If the specialists are so busy, and there are patients out there ready to spend money and improve themselves, it only makes sense for the general practice to pivot and start offering comprehensive treatments that these patients are looking for. This is the ideal time for patients to undergo aesthetic and surgical treatments. Here are a few things that you can do to drive growth in your practice:

Focus on new procedures:

This is the time to upgrade skills and move a general practice to provide more specialized services that are growing to offset the reduction in general dentistry that is being felt by many. This does not mean that untrained practitioners should be doing work that is not necessary or work that is beyond their skill level, but rather pivot and start to introduce new treatments and technology into the practice that are higher value services.
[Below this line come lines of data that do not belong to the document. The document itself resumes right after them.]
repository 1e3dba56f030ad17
//! Rule-map keys: dot paths with `*` wildcards, folded into a type tree.
use crate::error::{InferError, Result};
use crate::ty::{ArrTy, Kind, ObjTy, Type};

#[derive(Clone, Debug, PartialEq, Eq)]
pub enum Segment {
    Field(String),
    /// `*`: every key at this position.
    Wildcard,
}

/// Split on unescaped dots. `\.` is a literal dot inside a segment.
pub fn parse_path(path: &str) -> Result<Vec<Segment>> {
    let mut raw: Vec<(String, bool)> = Vec::new();
    let mut cur = String::new();
    let mut escaped = false;
    let mut chars = path.chars().peekable();
    while let Some(c) = chars.next() {
        match c {
            '\\' if chars.peek() == Some(&'.') => {
                chars.next();
                cur.push('.');
                escaped = true;
            }
            '.' => {
                raw.push((std::mem::take(&mut cur), escaped));
                escaped = false;
            }
            _ => cur.push(c),
        }
    }
    raw.push((cur, escaped));

    let mut out = Vec::with_capacity(raw.len());
    for (i, (seg, escaped)) in raw.into_iter().enumerate() {
        if seg.is_empty() {
            return Err(InferError::EmptySegment { path: path.to_string() });
        }
        if seg == "*" && !escaped {
            if i == 0 {
                return Err(InferError::WildcardRoot { path: path.to_string() });
            }
            out.push(Segment::Wildcard);
        } else {
            out.push(Segment::Field(seg));
        }
    }
    Ok(out)
}

/// Fold `leaf` into `node` along `path`.
///
/// Field segments coerce the node into an object, wildcards into a list.
/// Coercion replaces only the node's kind, so an already recorded
/// `required` flag survives. A leaf landing on a node that already has
/// children keeps them and only contributes its slot metadata.
pub fn insert(node: &mut Type, path: &[Segment], leaf: Type) {
    let Some((seg, rest)) = path.split_first() else {
        settle_leaf(node, leaf);
        return;
    };

    // `T | null` with a container member: descend into the container
    if let Kind::Union { members } = &mut node.kind {
        if let Some(container) = members.iter_mut().find(|m| is_container(m)) {
            insert(container, path, leaf);
            return;
        }
    }

    match seg {
        Segment::Wildcard => {
            let mut item = match std::mem::take(&mut node.kind) {
                Kind::Array(ArrTy { item: Some(item), shape: None, .. }) => *item,
                _ => Type::unknown(),
            };
            insert(&mut item, rest, leaf);
            node.kind = Kind::Array(ArrTy::list(item));
        }
        Segment::Field(name) => {
            let mut obj = match std::mem::take(&mut node.kind) {
                Kind::Object(obj) => obj,
                _ => ObjTy::new(None),
            };
            insert(obj.properties.entry(name.clone()).or_default(), rest, leaf);
            node.kind = Kind::Object(obj);
        }
    }
}

fn settle_leaf(node: &mut Type, leaf: Type) {
    if !has_children(node) {
        *node = leaf;
        return;
    }
    let nullable = leaf.members().iter().any(Type::is_null);
    if nullable && !node.members().iter().any(Type::is_null) {
        *node = std::mem::take(node).nullable();
    }
    node.required = leaf.required;
    if leaf.description.is_some() {
        node.description = leaf.description;
    }
    if !leaf.examples.is_empty() {
        node.examples = leaf.examples;
    }
}

fn is_container(t: &Type) -> bool {
    matches!(t.kind, Kind::Array(_) | Kind::Object(_))
}

fn has_children(t: &Type) -> bool {
    match &t.kind {
        Kind::Object(obj) => !obj.properties.is_empty(),
        Kind::Array(arr) => arr.item.as_deref().is_some_and(|i| !i.is_unknown()),
        Kind::Union { members } => members.iter().any(has_children),
        _ => false,
    }
}
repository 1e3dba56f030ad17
//! Page envelopes wrapped around a row type by the paginating finishers.
use indexmap::IndexMap;
use crate::ty::{ScalarKind, Type, COLLECTION_ORIGIN};

#[derive(Clone, Copy, Debug, PartialEq, Eq)]
pub enum PageKind {
    /// `paginate`: totals and a link list.
    LengthAware,
    /// `simplePaginate`: no totals.
    Simple,
    /// `cursorPaginate`: opaque cursors instead of page numbers.
    Cursor,
}

impl PageKind {
    pub fn from_method(name: &str) -> Option<Self> {
        match name {
            "paginate" => Some(PageKind::LengthAware),
            "simplePaginate" => Some(PageKind::Simple),
            "cursorPaginate" => Some(PageKind::Cursor),
            _ => None,
        }
    }

    pub fn origin(&self) -> &'static str {
        match self {
            PageKind::LengthAware => "length_aware_paginator",
            PageKind::Simple => "paginator",
            PageKind::Cursor => "cursor_paginator",
        }
    }
}

fn page_number() -> Type {
    let mut t = Type::integer();
    if let crate::ty::Kind::Scalar(s) = &mut t.kind {
        s.minimum = Some(1.0.into());
    }
    t
}

fn url() -> Type { Type::formatted(ScalarKind::String, "uri") }

fn link() -> Type {
    let mut props = IndexMap::new();
    props.insert("url".to_string(), url().nullable().with_required(true));
    props.insert("label".to_string(), Type::string().with_required(true));
    props.insert("active".to_string(), Type::boolean().with_required(true));
    Type::object(props, None)
}

/// Envelope for `kind` around `Array(itemType: row)`.
pub fn envelope(kind: PageKind, row: Type) -> Type {
    let mut props: IndexMap<String, Type> = IndexMap::new();
    let mut put = |name: &str, ty: Type| { props.insert(name.to_string(), ty.with_required(true)); };

    match kind {
        PageKind::LengthAware => {
            put("current_page", page_number());
            put("data", Type::list(row).with_origin(Some(COLLECTION_ORIGIN.to_string())));
            put("first_page_url", url());
            put("from", Type::integer().nullable());
            put("last_page", page_number());
            put("last_page_url", url());
            put("links", Type::list(link()));
            put("next_page_url", url().nullable());
            put("path", url().nullable());
            put("per_page", Type::integer());
            put("prev_page_url", url().nullable());
            put("to", Type::integer().nullable());
            put("total", Type::integer());
        }
        PageKind::Simple => {
            put("current_page", page_number());
            put("data", Type::list(row).with_origin(Some(COLLECTION_ORIGIN.to_string())));
            put("first_page_url", url());
            put("from", Type::integer().nullable());
            put("next_page_url", url().nullable());
            put("path", url().nullable());
            put("per_page", Type::integer());
            put("prev_page_url", url().nullable());
            put("to", Type::integer().nullable());
        }
        PageKind::Cursor => {
            put("data", Type::list(row).with_origin(Some(COLLECTION_ORIGIN.to_string())));
            put("path", url().nullable());
            put("per_page", Type::integer());
            put("next_cursor", Type::string().nullable());
            put("next_page_url", url().nullable());
            put("prev_cursor", Type::string().nullable());
            put("prev_page_url", url().nullable());
        }
    }
    Type::object(props, Some(kind.origin().to_string()))
}
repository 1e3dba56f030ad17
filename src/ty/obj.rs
use indexmap::IndexMap;
use serde::{Deserialize, Serialize};
use super::Type;

#[derive(Clone, Debug, Default, PartialEq, Serialize, Deserialize)]
pub struct ObjTy {
    #[serde(default)]
    pub properties: IndexMap<String, Type>,
    #[serde(default, skip_serializing_if = "Option::is_none")]
    pub origin: Option<String>,
}

impl ObjTy {
    pub fn new(origin: Option<String>) -> Self {
        Self { properties: IndexMap::new(), origin }
    }

    /// An object with no properties but an origin tag stands for "a row of
    /// that entity", to be expanded through the catalog.
    pub fn entity_ref(&self) -> Option<&str> {
        if self.properties.is_empty() { self.origin.as_deref() } else { None }
    }

    pub fn get(&self, name: &str) -> Option<&Type> {
        self.properties.get(name)
    }
}
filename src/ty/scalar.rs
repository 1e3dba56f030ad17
use std::collections::BTreeSet;
use ordered_float::OrderedFloat;
use serde::{Deserialize, Serialize};

#[derive(Clone, Copy, Debug, PartialEq, Eq, PartialOrd, Ord, Hash, Serialize, Deserialize)]
#[serde(rename_all = "lowercase")]
pub enum ScalarKind {
    String,
    Integer,
    Float,
    Bool,
    Null,
}

impl ScalarKind {
    pub fn name(&self) -> &'static str {
        match self {
            ScalarKind::String => "string",
            ScalarKind::Integer => "integer",
            ScalarKind::Float => "float",
            ScalarKind::Bool => "bool",
            ScalarKind::Null => "null",
        }
    }

    pub fn is_numeric(&self) -> bool {
        matches!(self, ScalarKind::Integer | ScalarKind::Float)
    }

    pub fn parse(s: &str) -> Option<Self> {
        match s.trim().to_ascii_lowercase().as_str() {
            "string" | "str" => Some(ScalarKind::String),
            "int" | "integer" => Some(ScalarKind::Integer),
            "float" | "double" | "number" => Some(ScalarKind::Float),
            "bool" | "boolean" => Some(ScalarKind::Bool),
            "null" => Some(ScalarKind::Null),
            _ => None,
        }
    }
}

/// A single literal value a scalar may be narrowed to.
#[derive(Clone, Debug, PartialEq, Eq, PartialOrd, Ord, Hash, Serialize, Deserialize)]
#[serde(untagged)]
pub enum Literal {
    Bool(bool),
    Int(i64),
    Float(OrderedFloat<f64>),
    Str(String),
}

impl Literal {
    pub fn kind(&self) -> ScalarKind {
        match self {
            Literal::Bool(_) => ScalarKind::Bool,
            Literal::Int(_) => ScalarKind::Integer,
            Literal::Float(_) => ScalarKind::Float,
            Literal::Str(_) => ScalarKind::String,
        }
    }

    pub fn as_str(&self) -> Option<&str> {
        match self {
            Literal::Str(s) => Some(s),
            _ => None,
        }
    }

    pub fn to_json(&self) -> serde_json::Value {
        match self {
            Literal::Bool(b) => serde_json::Value::from(*b),
            Literal::Int(i) => serde_json::Value::from(*i),
            Literal::Float(f) => serde_json::Value::from(f.0),
            Literal::Str(s) => serde_json::Value::from(s.clone()),
        }
    }
}

#[derive(Clone, Debug, PartialEq, Serialize, Deserialize)]
pub struct ScalarTy {
    #[serde(rename = "scalar")]
    pub kind: ScalarKind,
    #[serde(default, skip_serializing_if = "BTreeSet::is_empty")]
    pub literals: BTreeSet<Literal>,
    #[serde(default, skip_serializing_if = "Option::is_none")]
    pub format: Option<String>,
    #[serde(default, skip_serializing_if = "Option::is_none")]
    pub minimum: Option<OrderedFloat<f64>>,
    #[serde(default, skip_serializing_if = "Option::is_none")]
    pub maximum: Option<OrderedFloat<f64>>,
    #[serde(default, skip_serializing_if = "Option::is_none")]
    pub pattern: Option<String>,
}

impl ScalarTy {
    pub fn new(kind: ScalarKind) -> Self {
        Self {
            kind,
            literals: BTreeSet::new(),
            format: None,
            minimum: None,
            maximum: None,
            pattern: None,
        }
    }

    /// Same-kind join. An empty literal set means "any value of the kind", so
    /// it absorbs the other side's literals.
    pub(super) fn merge(a: &Self, b: &Self) -> Self {
        debug_assert_eq!(a.kind, b.kind);
        let mut out = Self::new(a.kind);
        if !a.literals.is_empty() && !b.literals.is_empty() {
            out.literals = &a.literals | &b.literals;
        }
        out.format = if a.format == b.format { a.format.clone() } else { None };
        out.pattern = if a.pattern == b.pattern { a.pattern.clone() } else { None };
        out.minimum = match (a.minimum, b.minimum) {
            (Some(x), Some(y)) => Some(x.min(y)),
            _ => None,
        };
        out.maximum = match (a.maximum, b.maximum) {
            (Some(x), Some(y)) => Some(x.max(y)),
            _ => None,
        };
        out
    }
}
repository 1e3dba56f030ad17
use thiserror::Error;

/// Failure reading an entity's metadata from the catalog provider.
#[derive(Debug, Clone, PartialEq, Error)]
pub enum CatalogError {
    #[error("unknown entity `{0}`")]
    UnknownEntity(String),
    #[error("unknown enumeration `{0}`")]
    UnknownEnum(String),
    #[error("unsupported column type `{sql}` for `{column}`")]
    ColumnType { column: String, sql: String },
    #[error("{0}")]
    Backend(String),
}

#[derive(Debug, Clone, PartialEq, Error)]
pub enum InferError {
    /// `*` may only appear after the first segment of a rule path.
    #[error("rule path `{path}` starts with a wildcard segment")]
    WildcardRoot { path: String },

    #[error("rule path `{path}` contains an empty segment")]
    EmptySegment { path: String },

    /// Only raised in strict mode; normal mode degrades to an empty row.
    #[error("catalog for entity `{entity}` could not be read: {source}")]
    Catalog {
        entity: String,
        #[source]
        source: CatalogError,
    },

    /// Only raised in strict mode; normal mode answers "not resolvable".
    #[error("cannot resolve {what}")]
    Unresolvable { what: String },
}

pub type Result<T, E = InferError> = std::result::Result<T, E>;
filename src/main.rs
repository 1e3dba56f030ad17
mod cli;

use colored::Colorize;

fn main() {
    let command_line_interface = cli::CommandLineInterface::load();
    if let Err(error) = command_line_interface.run() {
        eprintln!("{} {error:#}", "error:".red().bold());
        std::process::exit(1);
    }
}
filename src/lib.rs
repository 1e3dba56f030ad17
//! Static type inference for query-builder chains, collection pipelines and
//! validation rule maps, lowered to a JSON-Schema-like document.
//!
//! The [`Engine`](engine::Engine) is handed its collaborators (entity
//! catalog, expression typing, callable returns, declared builder methods)
//! and never executes or reflects over application code.
pub mod ty;
pub mod expr;
pub mod walk;
pub mod builder;
pub mod collection;
pub mod rules;
pub mod provider;
pub mod catalog;
pub mod analyzer;
pub mod engine;
pub mod config;
pub mod error;
pub mod lower;
pub mod request;
pub mod path_de;
pub mod jq_exec;

pub use config::Config;
pub use engine::{Diagnostic, Engine};
pub use error::{CatalogError, InferError};
pub use expr::{Expr, Scope};
pub use ty::Type;
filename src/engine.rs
//! Engine façade: holds the collaborators, the policy and the entity cache,
//! and routes an expression to the builder or collection resolvers.
use std::cell::RefCell;

use crate::builder::is_finisher;
use crate::config::Config;
use crate::error::{InferError, Result};
use crate::expr::{Expr, Scope};
use crate::provider::{
    CallableReturnResolver, DeclaredMethodResolver, EntityCache, EntityCatalogProvider,
    ExpressionTypeResolver,
};
use crate::ty::Type;
use crate::walk::{walk, Argument, CallStep};

/// Something the engine degraded instead of failing on.
#[derive(Clone, Debug, PartialEq, Eq)]
pub struct Diagnostic {
    pub entity: Option<String>,
    pub message: String,
}

impl std::fmt::Display for Diagnostic {
    fn fmt(&self, f: &mut std::fmt::Formatter<'_>) -> std::fmt::Result {
        match &self.entity {
            Some(entity) => write!(f, "{entity}: {}", self.message),
            None => write!(f, "{}", self.message),
        }
    }
}

pub struct Engine<'a> {
    pub(crate) config: Config,
    pub(crate) catalog: &'a dyn EntityCatalogProvider,
    pub(crate) types: &'a dyn ExpressionTypeResolver,
    pub(crate) callables: &'a dyn CallableReturnResolver,
    pub(crate) methods: &'a dyn DeclaredMethodResolver,
    pub(crate) cache: &'a EntityCache,
    diagnostics: RefCell<Vec<Diagnostic>>,
}

impl<'a> Engine<'a> {
    /// `host` supplies expression typing, callable returns and declared
    /// builder methods; swap any of them afterwards with the `with_*` setters.
    pub fn new<H>(
        config: Config,
        catalog: &'a dyn EntityCatalogProvider,
        host: &'a H,
        cache: &'a EntityCache,
    ) -> Self
    where
        H: ExpressionTypeResolver + CallableReturnResolver + DeclaredMethodResolver,
    {
        Self {
            config,
            catalog,
            types: host,
            callables: host,
            methods: host,
            cache,
            diagnostics: RefCell::new(Vec::new()),
        }
    }

    pub fn with_types(mut self, types: &'a dyn ExpressionTypeResolver) -> Self {
        self.types = types;
        self
    }

    pub fn with_callables(mut self, callables: &'a dyn CallableReturnResolver) -> Self {
        self.callables = callables;
        self
    }

    pub fn with_methods(mut self, methods: &'a dyn DeclaredMethodResolver) -> Self {
        self.methods = methods;
        self
    }

    pub fn config(&self) -> &Config { &self.config }

    pub fn diagnostics(&self) -> Vec<Diagnostic> { self.diagnostics.borrow().clone() }

    pub fn take_diagnostics(&self) -> Vec<Diagnostic> { self.diagnostics.take() }

    pub(crate) fn note(&self, entity: Option<&str>, message: impl Into<String>) {
        self.diagnostics.borrow_mut().push(Diagnostic {
            entity: entity.map(str::to_string),
            message: message.into(),
        });
    }

    /// "Not resolvable": an error in strict mode, a diagnostic otherwise.
    pub(crate) fn unresolved<T>(&self, entity: Option<&str>, what: impl Into<String>) -> Result<Option<T>> {
        let what = what.into();
        if self.config.strict {
            return Err(InferError::Unresolvable {
                what: match entity {
                    Some(e) => format!("{what} (entity `{e}`)"),
                    None => what,
                },
            });
        }
        self.note(entity, format!("cannot resolve {what}"));
        Ok(None)
    }

    pub fn argument(&self, expr: &Expr, scope: &Scope) -> Argument {
        Argument::new(expr.clone(), self.resolve_type(expr, scope, self), scope.clone())
    }

    // ------------------------------ Inference ---------------------------- //

    /// Type of an arbitrary expression. Builder chains are cut at their first
    /// finisher; the remaining steps run through the collection resolver.
    pub fn infer(&self, expr: &Expr, scope: &Scope) -> Result<Type> {
        self.infer_within(expr, scope, self.config.max_depth)
    }

    /// Chain length and positional variable hops are finite and free; only
    /// nesting through branch arms spends the budget.
    fn infer_within(&self, expr: &Expr, scope: &Scope, budget: usize) -> Result<Type> {
        if budget == 0 {
            return Ok(Type::unknown());
        }
        match expr {
            Expr::Call { .. } | Expr::StaticCall { .. } => self.infer_chain(expr, scope, budget),
            Expr::Var { name } => match scope.lookup(name, scope.end()) {
                Some((pos, value)) => self.infer_within(value, &scope.prefix(pos), budget),
                None => Ok(self.types.resolve_type(expr, scope, self)),
            },
            Expr::Branches { arms } => {
                let mut types = Vec::with_capacity(arms.len());
                for arm in arms {
                    types.push(self.infer_within(arm, scope, budget - 1)?);
                }
                // branches stay apart: each arm may be a distinct literal set
                Ok(Type::union(types))
            }
            _ => Ok(self.types.resolve_type(expr, scope, self)),
        }
    }

    fn infer_chain(&self, expr: &Expr, scope: &Scope, budget: usize) -> Result<Type> {
        let chain = walk(expr, scope, self);
        if chain.root.is_some() {
            let cut = chain.steps.iter().position(|s| is_finisher(&s.name));
            return match cut {
                Some(k) if k + 1 < chain.steps.len() => {
                    let Some(mut ty) = self.resolve_result(&chain.through(k))? else {
                        return Ok(Type::unknown());
                    };
                    for step in &chain.steps[k + 1..] {
                        ty = self.apply_collection_step(&ty, step)?;
                    }
                    Ok(ty)
                }
                _ => Ok(self.resolve_result(&chain)?.unwrap_or_default()),
            };
        }
        match expr {
            Expr::Call { receiver, method, args } => {
                let receiver_ty = self.infer_within(receiver, scope, budget)?;
                let args: Vec<Argument> = args.iter().map(|a| self.argument(a, scope)).collect();
                match self.resolve_collection_method(method, &receiver_ty, &args) {
                    Some(ty) => Ok(ty),
                    None => Ok(self.types.resolve_type(expr, scope, self)),
                }
            }
            _ => Ok(self.types.resolve_type(expr, scope, self)),
        }
    }

    fn apply_collection_step(&self, receiver: &Type, step: &CallStep) -> Result<Type> {
        match self.resolve_collection_method(&step.name, receiver, &step.args) {
            Some(ty) => Ok(ty),
            None => Ok(self
                .unresolved(None, format!("collection method `{}`", step.name))?
                .unwrap_or_default()),
        }
    }
}

/// The engine types sub-expressions for the walker and for collaborators
/// that recurse; failures degrade to `Unknown` with a diagnostic.
impl ExpressionTypeResolver for Engine<'_> {
    fn resolve_type(&self, expr: &Expr, scope: &Scope, _outer: &dyn ExpressionTypeResolver) -> Type {
        match self.infer(expr, scope) {
            Ok(ty) => ty,
            Err(err) => {
                self.note(None, err.to_string());
                Type::unknown()
            }
        }
    }
}

#[cfg(test)]
mod tests {
    use super::*;
    use serde_json::json;
    use crate::analyzer::StaticAnalyzer;
    use crate::catalog::StaticCatalog;
    use crate::ty::{Kind, ScalarKind};

    fn catalog() -> StaticCatalog {
        serde_json::from_value(json!({
            "entities": {
                "User": {
                    "table": "users",
                    "columns": [
                        { "name": "id", "type": "bigint" },
                        { "name": "name", "type": "varchar(255)" },
                        { "name": "email", "type": "varchar(255)", "nullable": true }
                    ]
                }
            }
        })).unwrap()
    }

    #[test]
    fn chain_continues_as_collection_after_finisher() {
        let catalog = catalog();
        let host = StaticAnalyzer::new();
        let cache = EntityCache::new();
        let engine = Engine::new(Config::default(), &catalog, &host, &cache);
        let expr = Expr::static_call("User", "select", vec![Expr::lit(json!(["id", "name"]))])
            .call("get", vec![])
            .call("pluck", vec![Expr::lit(json!("name"))])
            .call("values", vec![]);
        let ty = engine.infer(&expr, &Scope::new()).unwrap();
        let arr = ty.as_array().unwrap();
        assert_eq!(arr.item_type().scalar_kind(), Some(ScalarKind::String));
        assert!(arr.key.is_none());
    }

    #[test]
    fn branches_merge_into_a_union() {
        let catalog = catalog();
        let host = StaticAnalyzer::new();
        let cache = EntityCache::new();
        let engine = Engine::new(Config::default(), &catalog, &host, &cache);
        let scope = Scope::new().with("cols", Expr::Branches {
            arms: vec![Expr::lit(json!(["id", "name"])), Expr::lit(json!(["id"]))],
        });
        let expr = Expr::static_call("User", "select", vec![Expr::var("cols")]).call("first", vec![]);
        let ty = engine.infer(&expr, &scope).unwrap();
        // two projections plus null
        assert_eq!(ty.members().len(), 3);
        assert!(ty.members().iter().any(Type::is_null));
    }

    #[test]
    fn receiver_without_root_uses_collection_methods() {
        let catalog = catalog();
        let host = StaticAnalyzer::new();
        let cache = EntityCache::new();
        let engine = Engine::new(Config::default(), &catalog, &host, &cache);
        let scope = Scope::new().with("xs", Expr::lit(json!([1, 2, 3])));
        let ty = engine.infer(&Expr::var("xs").call("first", vec![]), &scope).unwrap();
        assert!(matches!(ty.kind, Kind::Union { .. }));
        assert!(ty.members().iter().any(|m| m.scalar_kind() == Some(ScalarKind::Integer)));
    }

    #[test]
    fn reassigned_filters_do_not_exhaust_the_budget() {
        let catalog = catalog();
        let host = StaticAnalyzer::new();
        let cache = EntityCache::new();
        let engine = Engine::new(Config::default(), &catalog, &host, &cache);
        let mut scope = Scope::new().with("q", Expr::static_call("User", "query", vec![]));
        for _ in 0..12 {
            scope.assign("q", Expr::var("q").call("where", vec![Expr::lit(json!("id")), Expr::lit(json!(1))]));
        }
        let ty = engine.infer(&Expr::var("q").call("get", vec![]), &scope).unwrap();
        let row = ty.as_array().unwrap().item_type();
        assert_eq!(row.as_object().unwrap().origin.as_deref(), Some("User"));
        assert!(engine.diagnostics().is_empty());
    }

    #[test]
    fn strict_mode_surfaces_unresolvable_tails() {
        let catalog = catalog();
        let host = StaticAnalyzer::new();
        let cache = EntityCache::new();
        let strict = Config { strict: true, ..Config::default() };
        let engine = Engine::new(strict, &catalog, &host, &cache);
        let expr = Expr::static_call("User", "get", vec![]).call("frobnicate", vec![]);
        let err = engine.infer(&expr, &Scope::new()).unwrap_err();
        assert!(matches!(err, InferError::Unresolvable { .. }));

        let lenient = Engine::new(Config::default(), &catalog, &host, &cache);
        assert!(lenient.infer(&expr, &Scope::new()).unwrap().is_unknown());
        assert_eq!(lenient.diagnostics().len(), 1);
    }
}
Simple implant cases and predictable aesthetic cases are part of bread and butter dentistry and with the right level of training offering these services can lead to overall increases in production and practice growth.

Offer innovative provisional restorations:

With the pandemic forcing patients to stay home and away from social gatherings as well as spending most of the time hidden behind a mask, there are various ways to offer creative temporization treatments that can save patients some money and drive them towards starting with treatment.

Offer treatment that patients are seeking:

It’s not only implant dentistry that is on the rise. Orthodontic and invisalign treatments are on the upswing as patients that were previously self conscious are now wearing masks and accept orthodontic treatment more readily as they presume their smiles are hidden from the world by the mask.
When life gives you lemons… make lemonade. Each of us has the opportunity to pivot our practices and take advantage of the environment around us and begin a journey of growth.